İşte ehlisünnettin seçkinlerinden kendilerini Allah'la birlikte olmalarına
önem vermiş, kalplerini gaflet bataklıklarından korumuş kimseler Tasavvuf
ismini almışlardır. Ve bu isimlendirme hicretin iki yüzüncü yılından önce
yaygınlık kazanmıştır.
Tasavvuf hangi İslami ilmin alt dalıdır?
Tasavvuf müstakil bir ilimdir. Bu ilmin ilke ve kurallarını, uyulacak
esasları ve adapları bu konuda uzman olan âlimler, belirlemiştir. Onlar bütün
bunları, kitap, sünnet, sahabe ve tabiin sözlerinden kendilerinin Allah yolunda
yürürken ve birde müritlerini eğitirken edindikleri tecrübelerden almışlardır.

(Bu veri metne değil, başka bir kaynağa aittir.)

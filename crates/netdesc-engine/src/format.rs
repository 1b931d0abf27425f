//! Binary topology/weights codec owned by the reference engine.
//!
//! Topology file (`NTDF`): network name, layer records (name, kind,
//! attributes, producer ports), declared outputs. Weights file
//! (`NWBF`): blob records addressed by layer and blob name. All
//! integers little-endian; strings are u32-length-prefixed UTF-8.

use std::collections::BTreeMap;
use std::io::Read;

use byteorder::{LittleEndian, ReadBytesExt, WriteBytesExt};
use bytes::Bytes;
use netdesc_core::{AttrValue, Blob, Layer, LoadError, NetworkDescriptor, PortRef, Shape};

const TOPOLOGY_MAGIC: &[u8; 4] = b"NTDF";
const WEIGHTS_MAGIC: &[u8; 4] = b"NWBF";
const VERSION: u32 = 1;

// Sanity caps so a corrupt length prefix cannot trigger a huge
// allocation.
const MAX_STRING: usize = 64 * 1024;
const MAX_COUNT: usize = 1 << 20;

/// Parsed topology, before weights are attached.
#[derive(Debug)]
pub struct Topology {
    pub name: String,
    pub layers: BTreeMap<String, Layer>,
    pub outputs: Vec<PortRef>,
}

/// One weights-file entry.
#[derive(Debug)]
pub struct BlobRecord {
    pub layer: String,
    pub blob: String,
    pub shape: Shape,
    pub data: Bytes,
}

pub fn read_topology(buf: &[u8]) -> Result<Topology, LoadError> {
    parse_topology(buf).map_err(LoadError::MalformedTopology)
}

pub fn read_weights(buf: &[u8]) -> Result<Vec<BlobRecord>, LoadError> {
    parse_weights(buf).map_err(LoadError::MalformedWeights)
}

fn parse_topology(buf: &[u8]) -> Result<Topology, String> {
    let mut r = buf;
    read_magic(&mut r, TOPOLOGY_MAGIC)?;

    let name = read_string(&mut r)?;
    let layer_count = read_count(&mut r)?;

    let mut layers = BTreeMap::new();
    for _ in 0..layer_count {
        let layer = read_layer(&mut r)?;
        if layers.insert(layer.name.clone(), layer).is_some() {
            return Err("duplicate layer name".to_string());
        }
    }

    let output_count = r.read_u16::<LittleEndian>().map_err(eof)? as usize;
    let mut outputs = Vec::with_capacity(output_count);
    for _ in 0..output_count {
        outputs.push(read_port(&mut r)?);
    }

    if !r.is_empty() {
        return Err(format!("{} trailing byte(s) after outputs", r.len()));
    }
    Ok(Topology {
        name,
        layers,
        outputs,
    })
}

fn read_layer(r: &mut &[u8]) -> Result<Layer, String> {
    let name = read_string(r)?;
    let kind = read_string(r)?;
    let mut layer = Layer::new(name, kind);

    let attr_count = r.read_u16::<LittleEndian>().map_err(eof)? as usize;
    for _ in 0..attr_count {
        let key = read_string(r)?;
        let value = match r.read_u8().map_err(eof)? {
            0 => AttrValue::Int(r.read_i64::<LittleEndian>().map_err(eof)?),
            1 => {
                let len = r.read_u16::<LittleEndian>().map_err(eof)? as usize;
                let mut values = Vec::with_capacity(len);
                for _ in 0..len {
                    values.push(r.read_i64::<LittleEndian>().map_err(eof)?);
                }
                AttrValue::Ints(values)
            }
            tag => return Err(format!("unknown attribute tag {tag}")),
        };
        layer.attrs.insert(key, value);
    }

    let input_count = r.read_u16::<LittleEndian>().map_err(eof)? as usize;
    for _ in 0..input_count {
        layer.inputs.push(read_port(r)?);
    }
    Ok(layer)
}

fn parse_weights(buf: &[u8]) -> Result<Vec<BlobRecord>, String> {
    let mut r = buf;
    read_magic(&mut r, WEIGHTS_MAGIC)?;

    let blob_count = read_count(&mut r)?;
    let mut records = Vec::with_capacity(blob_count.min(MAX_COUNT));
    for _ in 0..blob_count {
        let layer = read_string(&mut r)?;
        let blob = read_string(&mut r)?;
        let rank = r.read_u16::<LittleEndian>().map_err(eof)? as usize;
        let mut dims = Vec::with_capacity(rank);
        for _ in 0..rank {
            dims.push(r.read_u64::<LittleEndian>().map_err(eof)? as usize);
        }
        let byte_len = r.read_u64::<LittleEndian>().map_err(eof)? as usize;
        if byte_len > r.len() {
            return Err(format!(
                "blob {layer}/{blob} claims {byte_len} bytes, {} remain",
                r.len()
            ));
        }
        let mut data = vec![0u8; byte_len];
        r.read_exact(&mut data).map_err(eof)?;
        records.push(BlobRecord {
            layer,
            blob,
            shape: Shape::from(dims),
            data: data.into(),
        });
    }

    if !r.is_empty() {
        return Err(format!("{} trailing byte(s) after blobs", r.len()));
    }
    Ok(records)
}

fn read_magic(r: &mut &[u8], expected: &[u8; 4]) -> Result<(), String> {
    let mut magic = [0u8; 4];
    r.read_exact(&mut magic).map_err(eof)?;
    if &magic != expected {
        return Err(format!("bad magic {magic:?}"));
    }
    let version = r.read_u32::<LittleEndian>().map_err(eof)?;
    if version != VERSION {
        return Err(format!("unsupported version {version}"));
    }
    Ok(())
}

fn read_count(r: &mut &[u8]) -> Result<usize, String> {
    let count = r.read_u32::<LittleEndian>().map_err(eof)? as usize;
    if count > MAX_COUNT {
        return Err(format!("implausible record count {count}"));
    }
    Ok(count)
}

fn read_string(r: &mut &[u8]) -> Result<String, String> {
    let len = r.read_u32::<LittleEndian>().map_err(eof)? as usize;
    if len > MAX_STRING {
        return Err(format!("string length {len} exceeds cap"));
    }
    let mut buf = vec![0u8; len];
    r.read_exact(&mut buf).map_err(eof)?;
    String::from_utf8(buf).map_err(|_| "string is not valid UTF-8".to_string())
}

fn read_port(r: &mut &[u8]) -> Result<PortRef, String> {
    let layer = read_string(r)?;
    let port = r.read_u16::<LittleEndian>().map_err(eof)? as usize;
    Ok(PortRef::new(layer, port))
}

fn eof(e: std::io::Error) -> String {
    format!("unexpected end of data: {e}")
}

/// Serialize the current topology. Parameter layers are written with
/// their current (possibly reshaped) input shapes; the output list is
/// the descriptor's current output set.
pub fn write_topology(net: &NetworkDescriptor) -> Vec<u8> {
    let mut w = Vec::new();
    w.extend_from_slice(TOPOLOGY_MAGIC);
    w.write_u32::<LittleEndian>(VERSION).unwrap();
    write_string(&mut w, net.name());
    w.write_u32::<LittleEndian>(net.layers().len() as u32)
        .unwrap();

    for layer in net.layers().values() {
        write_string(&mut w, &layer.name);
        write_string(&mut w, &layer.kind);

        let mut attrs = layer.attrs.clone();
        if let Some(ep) = net.inputs().get(&layer.name) {
            let dims: Vec<i64> = ep.shape.dims().iter().map(|&d| d as i64).collect();
            attrs.insert("shape".to_string(), AttrValue::Ints(dims));
        }

        w.write_u16::<LittleEndian>(attrs.len() as u16).unwrap();
        for (key, value) in &attrs {
            write_string(&mut w, key);
            match value {
                AttrValue::Int(v) => {
                    w.write_u8(0).unwrap();
                    w.write_i64::<LittleEndian>(*v).unwrap();
                }
                AttrValue::Ints(vs) => {
                    w.write_u8(1).unwrap();
                    w.write_u16::<LittleEndian>(vs.len() as u16).unwrap();
                    for v in vs {
                        w.write_i64::<LittleEndian>(*v).unwrap();
                    }
                }
            }
        }

        w.write_u16::<LittleEndian>(layer.inputs.len() as u16)
            .unwrap();
        for port in &layer.inputs {
            write_port(&mut w, port);
        }
    }

    w.write_u16::<LittleEndian>(net.outputs().len() as u16)
        .unwrap();
    for ep in net.outputs().values() {
        write_port(&mut w, &ep.origin);
    }
    w
}

pub fn write_weights(net: &NetworkDescriptor) -> Vec<u8> {
    let mut w = Vec::new();
    w.extend_from_slice(WEIGHTS_MAGIC);
    w.write_u32::<LittleEndian>(VERSION).unwrap();

    let blob_count: usize = net.layers().values().map(|l| l.blobs.len()).sum();
    w.write_u32::<LittleEndian>(blob_count as u32).unwrap();

    for layer in net.layers().values() {
        for (name, blob) in &layer.blobs {
            write_string(&mut w, &layer.name);
            write_string(&mut w, name);
            w.write_u16::<LittleEndian>(blob.shape.rank() as u16)
                .unwrap();
            for &d in blob.shape.dims() {
                w.write_u64::<LittleEndian>(d as u64).unwrap();
            }
            w.write_u64::<LittleEndian>(blob.data.len() as u64).unwrap();
            w.extend_from_slice(&blob.data);
        }
    }
    w
}

/// Attach weight records to their layers.
pub fn attach_blobs(
    layers: &mut BTreeMap<String, Layer>,
    records: Vec<BlobRecord>,
) -> Result<(), LoadError> {
    for record in records {
        let layer = layers.get_mut(&record.layer).ok_or_else(|| {
            LoadError::MalformedWeights(format!(
                "blob {}/{} references unknown layer",
                record.layer, record.blob
            ))
        })?;
        layer
            .blobs
            .insert(record.blob, Blob::new(record.shape, record.data));
    }
    Ok(())
}

fn write_string(w: &mut Vec<u8>, s: &str) {
    w.write_u32::<LittleEndian>(s.len() as u32).unwrap();
    w.extend_from_slice(s.as_bytes());
}

fn write_port(w: &mut Vec<u8>, port: &PortRef) {
    write_string(w, &port.layer);
    w.write_u16::<LittleEndian>(port.port as u16).unwrap();
}
//! Utilities

pub mod logger;
pub mod time;
pub mod validation;

pub use shared::error::{AppError, AppResult, ErrorCode};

Tasavvuf, İslami ilimlerden bir ilimdir. Diğer İslam ilimlerde mütehassıs
âlimler yetiştiği gibi Tasavvuf ilminde de mutehassıs âlimler yetişmiş, bu ilme
önem vermiş, onu geliştirmiş ve hakkında kitaplar yazmışlardır.
2
Kadi Zekeriya el- Ensari, Kuşeyri’nin Risalesi'ne yazdığı şerhte
tasavvufla ilgili şöyle der:
" Tasavvuf; kendisi ile nefsin tezkiye edilmesinin, ahlakın tasfiye
edilmesinin, zahir ve batının ebedi saadete ulaşmak amacıyla onarılmasının
bilindiği bir ilimdir.
Buna göre onun konusu nefsin kötü huylardan arıtılmasıdır. Gayesi: Ebedi
saadete ulaşmaktır. Meseleleri ise; ilgili kitaplarda belirtilen meselelerdir."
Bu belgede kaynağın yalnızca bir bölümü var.